Just out of curiosity...does anyone else out there ever "sneak" food when it seems like no one is looking? I know this probably sounds crazy, but sometimes I get a thrill out of eating junk food when no one else is around. For example, there might be a box of donuts in the teachers' lounge, and I'll just eat 3 of them when no one else is in the room! Or I'll take several frosted donuts and lick off all the frosting and throw the rest of the donut away! Is that odd or what? I just do weird things sometimes when food is available and no one else is around...it's like I want to get away with something! That type of behavior just seems abnormal, but I do it anyway.
- Tuesday Feb 11, 2003
I appreciate the helpful comments! Isn't it crazy how food and weight can play such an integral role in a person's self-confidence? I hope I don't have a moment of weakness tonight...I really want to just eat balanced meals and not over-do it.
- Tuesday Feb 11, 2003
I haven't struggled with my weight like this for a long time. I am a runner, and I consistently run for at least 35 minutes every day. I am very active and usually hungry several times a day.
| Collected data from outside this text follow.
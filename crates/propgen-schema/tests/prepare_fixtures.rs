//! Integration test: load the declarations under `tests/fixtures`, prepare
//! them for ga and beta builds, and check the resolved tree the templates
//! would see.

use std::path::PathBuf;
use std::sync::Arc;

use propgen_core::{PropertyId, VersionName};
use propgen_schema::{
    go_literal, load_product, load_resource, PrepareError, Product, PropertyKind, Resource,
    ViolationRule,
};

fn fixtures() -> PathBuf {
    PathBuf::from(env!("CARGO_MANIFEST_DIR")).join("tests/fixtures")
}

fn load(resources: &[&str]) -> Product {
    let dir = fixtures();
    let mut product = Product::new(load_product(&dir.join("product.yaml")).unwrap());
    for name in resources {
        let resource = load_resource(
            &dir.join(format!("{name}.yaml")),
            Arc::clone(product.metadata()),
        )
        .unwrap();
        product.add_resource(resource);
    }
    product
}

fn find(r: &Resource, lineage: &str) -> PropertyId {
    r.ids()
        .find(|id| r.lineage(*id) == lineage)
        .unwrap_or_else(|| panic!("no property with lineage {lineage}"))
}

#[test]
fn test_address_prepares_for_ga() {
    let mut product = load(&["address", "region"]);
    product.prepare(VersionName::Ga, false).unwrap();
    let r = product.resource("Address").unwrap();

    assert!(r.node(find(r, "ipv6_endpoint_type")).exclude);
    assert!(r.node(find(r, "rules.rules.priority")).exclude);
    assert!(!r.node(find(r, "rules.rules.action")).exclude);
    assert!(r.node(find(r, "label_fingerprint")).output);

    for id in r.ids() {
        assert!(!r.node(id).api_name.is_empty(), "{}", r.lineage(id));
    }
}

#[test]
fn test_address_prepares_for_beta() {
    let mut product = load(&["address", "region"]);
    product.prepare(VersionName::Beta, false).unwrap();
    let r = product.resource("Address").unwrap();

    assert!(!r.node(find(r, "ipv6_endpoint_type")).exclude);
    assert!(!r.node(find(r, "rules.rules.priority")).exclude);
}

#[test]
fn test_labels_companions_added() {
    let mut product = load(&["address", "region"]);
    product.prepare(VersionName::Ga, false).unwrap();
    let r = product.resource("Address").unwrap();

    let terraform = find(r, "terraform_labels");
    let effective = find(r, "effective_labels");
    assert!(r.node(terraform).is_a(PropertyKind::KeyValueTerraformLabels));
    assert!(r.node(effective).is_a(PropertyKind::KeyValueEffectiveLabels));
    assert_eq!(r.node(effective).api_name, "labels");
    assert!(r.node(find(r, "labels")).ignore_write);
}

#[test]
fn test_names_and_paths() {
    let mut product = load(&["address", "region"]);
    product.prepare(VersionName::Ga, false).unwrap();
    let r = product.resource("Address").unwrap();

    let network = find(r, "network_config.network");
    assert_eq!(r.terraform_lineage(network), "network");
    assert_eq!(r.prefix(network), "ComputeAddressNetworkConfig");
    assert_eq!(
        r.namespace_property(network),
        "computeAddressNetworkConfigNetwork"
    );

    let action = find(r, "rules.rules.action");
    // array items take the array's name
    assert_eq!(r.terraform_lineage(action), "rules.0.rules.0.action");
    assert_eq!(r.prefix(action), "ComputeAddressRules");

    let subnetwork = find(r, "network_config.subnetwork");
    assert_eq!(
        r.schema_path_list(r.conflicting(subnetwork)),
        vec!["network".to_string()]
    );
    assert_eq!(r.schema_path("ipv6_endpoint_type"), None, "excluded at ga");
}

#[test]
fn test_force_new() {
    let mut product = load(&["address", "region"]);
    product.prepare(VersionName::Ga, false).unwrap();
    let r = product.resource("Address").unwrap();

    assert!(r.updatable());
    assert!(r.root_labels());
    assert!(r.is_force_new(find(r, "name")));
    assert!(r.is_force_new(find(r, "network_config.network")));
    assert!(!r.is_force_new(find(r, "labels")));
    assert!(!r.is_force_new(find(r, "terraform_labels")));
    assert!(!r.is_force_new(find(r, "effective_labels")));
    assert!(!r.is_force_new(find(r, "label_fingerprint")));
}

#[test]
fn test_resource_ref_and_literals() {
    let mut product = load(&["address", "region"]);
    product.prepare(VersionName::Ga, false).unwrap();
    let r = product.resource("Address").unwrap();

    let region = find(r, "region");
    assert_eq!(
        product.resource_type(r, region).unwrap().as_deref(),
        Some("regions")
    );

    let address_type = r.node(find(r, "address_type"));
    let default = address_type.default_value.as_ref().unwrap();
    assert_eq!(go_literal(default).unwrap(), "\"EXTERNAL\"");
    assert_eq!(
        address_type.enum_values_to_string("\"", true),
        "\"INTERNAL\", \"EXTERNAL\", \"\""
    );
    assert_eq!(
        r.description(find(r, "description")),
        "An optional description of this resource."
    );
}

#[test]
fn test_broken_resource_reports_every_violation() {
    let mut product = load(&["address", "region", "broken"]);
    let err = product.prepare(VersionName::Ga, false).unwrap_err();
    assert_eq!(err.total, 3);
    assert_eq!(err.failures.len(), 1);

    let PrepareError::Invalid(invalid) = &err.failures[0] else {
        panic!("expected validation failure, got {}", err.failures[0]);
    };
    let rules: Vec<ViolationRule> = invalid
        .violations()
        .violations()
        .iter()
        .map(|v| v.rule)
        .collect();
    assert_eq!(
        rules,
        vec![
            ViolationRule::OutputAndRequired,
            ViolationRule::LabelsType,
            ViolationRule::MissingProperties,
            ViolationRule::InvalidValueType,
        ]
    );
    assert!(err.to_string().contains("Compute/Broken"));
}

#[test]
fn test_declarations_from_temp_dir() {
    let dir = tempfile::tempdir().unwrap();
    let path = dir.path().join("product.yaml");
    std::fs::write(&path, "name: Dns\nversions:\n  - name: ga\n").unwrap();
    let product = load_product(&path).unwrap();
    assert_eq!(product.api_name, "Dns");
    assert!(product.exists_at(VersionName::Ga));
}
//! # Resolve-Path Subcommand
//!
//! Resolves configuration paths (`parent.0.child` dotted form, as written
//! in conflict and requirement lists) against a prepared resource and
//! prints the path the generated schema uses for each.

use std::path::PathBuf;

use anyhow::{bail, Result};
use clap::Args;
use propgen_schema::Resource;

use crate::config::GeneratorConfig;
use crate::{load_prepared, SourceArgs};

/// Printed for paths that match no included field.
const UNRESOLVED: &str = "<none>";

/// Arguments for `propgen resolve-path`.
#[derive(Args, Debug)]
pub struct ResolvePathArgs {
    /// Name of the resource to resolve against.
    pub resource: String,

    /// Paths to resolve.
    #[arg(required = true)]
    pub paths: Vec<String>,

    /// Resource declarations to load. Defaults to `resources` from the
    /// config file.
    #[arg(short = 'r', long = "resource")]
    pub resources: Vec<PathBuf>,

    #[command(flatten)]
    pub source: SourceArgs,
}

/// `(input, resolved)` pairs in input order.
pub fn resolve_paths<'a>(
    resource: &Resource,
    paths: &'a [String],
) -> Vec<(&'a str, Option<String>)> {
    paths
        .iter()
        .map(|path| (path.as_str(), resource.schema_path(path)))
        .collect()
}

pub fn run_resolve_path(args: &ResolvePathArgs, config: &GeneratorConfig) -> Result<u8> {
    let Some(product) = load_prepared(config, &args.source, &args.resources)? else {
        return Ok(1);
    };
    let Some(resource) = product.resource(&args.resource) else {
        bail!(
            "resource {} not found in product {}",
            args.resource,
            product.metadata().name
        );
    };

    let mut unresolved = 0usize;
    for (path, resolved) in resolve_paths(resource, &args.paths) {
        match resolved {
            Some(resolved) => println!("{path} -> {resolved}"),
            None => {
                unresolved += 1;
                println!("{path} -> {UNRESOLVED}");
            }
        }
    }
    Ok(if unresolved == 0 { 0 } else { 1 })
}
//! # propgen-schema — Property Tree Engine
//!
//! Turns the declared field tree of an API resource into the resolved,
//! annotated tree that code-emission templates consume.
//!
//! ## Passes
//!
//! | Pass                 | Entry point                              | Mutates |
//! |----------------------|------------------------------------------|---------|
//! | Labels companions    | [`Resource::add_labels_related_fields`]  | adds nodes |
//! | Default resolution   | [`Resource::resolve_defaults`]           | yes     |
//! | Validation           | [`Resource::validate`]                   | no      |
//! | Version filtering    | [`Resource::exclude_if_not_in_version`]  | `exclude` only |
//! | Naming and paths     | [`Resource::lineage`], [`Resource::prefix`], [`Resource::schema_path`], ... | prefix cache only |
//!
//! [`Resource::prepare`] runs the first four in order;
//! [`Product::prepare`] runs them for every resource of a product.
//!
//! ## Key Design Principles
//!
//! 1. **One owner per tree.** A [`Resource`] owns every node in an arena.
//!    Parent, child, item, and value links are [`PropertyId`]s, so there
//!    are no reference cycles and no shared mutable state.
//!
//! 2. **Kinds are a closed enum.** [`PropertyKind`] is matched
//!    exhaustively. A provider override (`new_type`) is folded into the
//!    resolved kind once, during default resolution.
//!
//! 3. **All violations at once.** Validation collects every
//!    [`Violation`] in a resource before failing, so an author fixes a
//!    schema in one pass.
//!
//! 4. **Misses are not errors.** A constraint path that no longer
//!    resolves yields `None`; structural problems yield [`SchemaError`].
//!
//! ## Crate Policy
//!
//! - Depends only on `propgen-core` internally.
//! - No `unsafe` code.
//! - Nodes are never removed from the arena; consumers check `exclude`.
//!
//! [`PropertyId`]: propgen_core::PropertyId

pub mod declaration;
pub mod defaults;
pub mod error;
pub mod force_new;
pub mod kind;
pub mod lineage;
pub mod literal;
pub mod product;
pub mod property;
pub mod query;
pub mod resource;
pub mod schema_path;
pub mod template;
pub mod validate;
pub mod version_filter;

#[cfg(test)]
mod testutil;

pub use declaration::{load_product, load_resource, parse_product, parse_resource};
pub use error::{DeclarationError, LiteralError, SchemaError, TemplateError};
pub use kind::{PropertyKind, SchemaType};
pub use literal::go_literal;
pub use product::{Product, ProductMetadata, ProductPrepareError};
pub use property::{Property, PropertyBuilder, Validation};
pub use resource::{GenerationTarget, NestedQuery, PrepareError, Resource};
pub use template::TemplateRenderer;
pub use validate::{PropertyValidationError, ValidationViolations, Violation, ViolationRule};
I used to eat very low-fat, but then I got married, and I find myself slipping up all the time. For example, peanut butter used to be banned from my diet except on rare occasions...now I can find myself eating it by the spoonful! It's like I can't get enough of it. I still eat pretty low-fat, but I lose it when I snack right after school (I'm a teacher) or at night. I can rationalize eating more now since I'm married and am cooking for two people. I thought I had a pretty fast metabolism, but I've put on 7 pounds in 7 months. I don't like my body anymore. I used to be so thin without an ounce of fat, and I can actually feel the 7 pounds. This morning I topped 119 pounds, which means that I gained three pounds in three days. Is that normal? I was only 116 lbs. on Saturday, but I had a big weekend of eating lots of sweets...I was home for my sister's engagement celebration, and then I did some baking myself. I really have a hard time just having one dessert...I can eat up to 4 or 5 cookies without even taking time to think about it! I really wish I didn't focus so much on food. Lots of people would love to be my size, but they don't realize how incredibly hard I work at staying this thin. I used to be 150 lbs. and lost over 30 lbs. I haven't taken a day off of exercise in at least 8 months. I get up at 5:15 am every morning to run in the rain, snow, sleet, whatever. I often lift weights in the morning and at night. And yet I've gained 7 pounds because I have too big of a sweet tooth. I need to learn self-control and I need to not make food my focus. I wish I had someone to talk to who is in my type of situation. I'm so discouraged over my body, and I know it's not a healthy attitutde.